** Data for analysis follows **

//! Checkpoint externalization of the learner.
//!
//! A checkpoint is one directory per save: the policy and target parameters
//! as safetensors files plus a YAML manifest carrying the step counter, the
//! state dimensionality and the known-action set.
use anyhow::Result;
use log::info;
use qbridge_candle_agent::dqn::DqnLearner;
use serde::{Deserialize, Serialize};
use std::{
    fs,
    io::{BufReader, Write},
    path::{Path, PathBuf},
};

/// Manifest stored next to the parameter files.
#[derive(Debug, Deserialize, Serialize, PartialEq, Clone)]
pub struct CheckpointManifest {
    /// Environment step count at save time.
    pub step: usize,

    /// State dimensionality of the saved model.
    pub state_dim: usize,

    /// Distinct action identifiers observed so far.
    pub known_actions: Vec<i64>,
}

/// Saves the learner into `<dir>/step_{step:07}/` and returns that path.
pub fn save(dir: &Path, learner: &DqnLearner, step: usize) -> Result<PathBuf> {
    let path = dir.join(format!("step_{:07}", step));
    fs::create_dir_all(&path)?;
    learner.save(&path)?;

    let manifest = CheckpointManifest {
        step,
        state_dim: learner.state_dim(),
        known_actions: learner.known_actions().iter().copied().collect(),
    };
    let mut file = fs::File::create(path.join("manifest.yaml"))?;
    file.write_all(serde_yaml::to_string(&manifest)?.as_bytes())?;

    info!("checkpoint saved: {:?}", path);
    Ok(path)
}

/// Restores a learner previously saved with [`save`].
///
/// The learner must have been built with the same configuration and state
/// dimensionality as the saved one.
pub fn load(path: &Path, learner: &mut DqnLearner) -> Result<CheckpointManifest> {
    let file = fs::File::open(path.join("manifest.yaml"))?;
    let manifest: CheckpointManifest = serde_yaml::from_reader(BufReader::new(file))?;
    learner.load(path)?;
    learner.restore_known_actions(manifest.known_actions.iter().copied());
    Ok(manifest)
}

#[cfg(test)]
mod tests {
    use super::*;
    use qbridge_candle_agent::dqn::DqnConfig;
    use qbridge_core::replay_buffer::Transition;
    use tempdir::TempDir;

    #[test]
    fn save_then_load_restores_predictions() -> Result<()> {
        let config = DqnConfig::default().warmup(1).batch_size(4);
        let mut learner = DqnLearner::build(config.clone(), 2)?;
        for k in 0..3 {
            learner.observe(Transition {
                state: vec![0.1 * k as f32, 0.2],
                action: k,
                reward: 1.0,
                next_state: vec![0.1, 0.1],
                is_terminal: false,
            })?;
        }

        let dir = TempDir::new("qbridge-checkpoint")?;
        let path = save(dir.path(), &learner, 3)?;
        assert!(path.ends_with("step_0000003"));

        let mut restored = DqnLearner::build(config, 2)?;
        let manifest = load(&path, &mut restored)?;
        assert_eq!(manifest.step, 3);
        assert_eq!(manifest.state_dim, 2);
        assert_eq!(restored.known_actions(), learner.known_actions());

        let state = vec![0.3, -0.4];
        let q = learner.predict_q(&state, 1)?;
        let q_restored = restored.predict_q(&state, 1)?;
        assert!((q - q_restored).abs() < 1e-6);
        Ok(())
    }
}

** End of Data for analysis **

About this exercise
Write an exact transcription of every entry above.

Result for this task
//! Checkpoint externalization of the learner.
//!
//! A checkpoint is one directory per save: the policy and target parameters
//! as safetensors files plus a YAML manifest carrying the step counter, the
//! state dimensionality and the known-action set.
use anyhow::Result;
use log::info;
use qbridge_candle_agent::dqn::DqnLearner;
use serde::{Deserialize, Serialize};
use std::{
    fs,
    io::{BufReader, Write},
    path::{Path, PathBuf},
};

/// Manifest stored next to the parameter files.
#[derive(Debug, Deserialize, Serialize, PartialEq, Clone)]
pub struct CheckpointManifest {
    /// Environment step count at save time.
    pub step: usize,

    /// State dimensionality of the saved model.
    pub state_dim: usize,

    /// Distinct action identifiers observed so far.
    pub known_actions: Vec<i64>,
}

/// Saves the learner into `<dir>/step_{step:07}/` and returns that path.
pub fn save(dir: &Path, learner: &DqnLearner, step: usize) -> Result<PathBuf> {
    let path = dir.join(format!("step_{:07}", step));
    fs::create_dir_all(&path)?;
    learner.save(&path)?;

    let manifest = CheckpointManifest {
        step,
        state_dim: learner.state_dim(),
        known_actions: learner.known_actions().iter().copied().collect(),
    };
    let mut file = fs::File::create(path.join("manifest.yaml"))?;
    file.write_all(serde_yaml::to_string(&manifest)?.as_bytes())?;

    info!("checkpoint saved: {:?}", path);
    Ok(path)
}

/// Restores a learner previously saved with [`save`].
///
/// The learner must have been built with the same configuration and state
/// dimensionality as the saved one.
pub fn load(path: &Path, learner: &mut DqnLearner) -> Result<CheckpointManifest> {
    let file = fs::File::open(path.join("manifest.yaml"))?;
    let manifest: CheckpointManifest = serde_yaml::from_reader(BufReader::new(file))?;
    learner.load(path)?;
    learner.restore_known_actions(manifest.known_actions.iter().copied());
    Ok(manifest)
}

#[cfg(test)]
mod tests {
    use super::*;
    use qbridge_candle_agent::dqn::DqnConfig;
    use qbridge_core::replay_buffer::Transition;
    use tempdir::TempDir;

    #[test]
    fn save_then_load_restores_predictions() -> Result<()> {
        let config = DqnConfig::default().warmup(1).batch_size(4);
        let mut learner = DqnLearner::build(config.clone(), 2)?;
        for k in 0..3 {
            learner.observe(Transition {
                state: vec![0.1 * k as f32, 0.2],
                action: k,
                reward: 1.0,
                next_state: vec![0.1, 0.1],
                is_terminal: false,
            })?;
        }

        let dir = TempDir::new("qbridge-checkpoint")?;
        let path = save(dir.path(), &learner, 3)?;
        assert!(path.ends_with("step_0000003"));

        let mut restored = DqnLearner::build(config, 2)?;
        let manifest = load(&path, &mut restored)?;
        assert_eq!(manifest.step, 3);
        assert_eq!(manifest.state_dim, 2);
        assert_eq!(restored.known_actions(), learner.known_actions());

        let state = vec![0.3, -0.4];
        let q = learner.predict_q(&state, 1)?;
        let q_restored = restored.predict_q(&state, 1)?;
        assert!((q - q_restored).abs() < 1e-6);
        Ok(())
    }
}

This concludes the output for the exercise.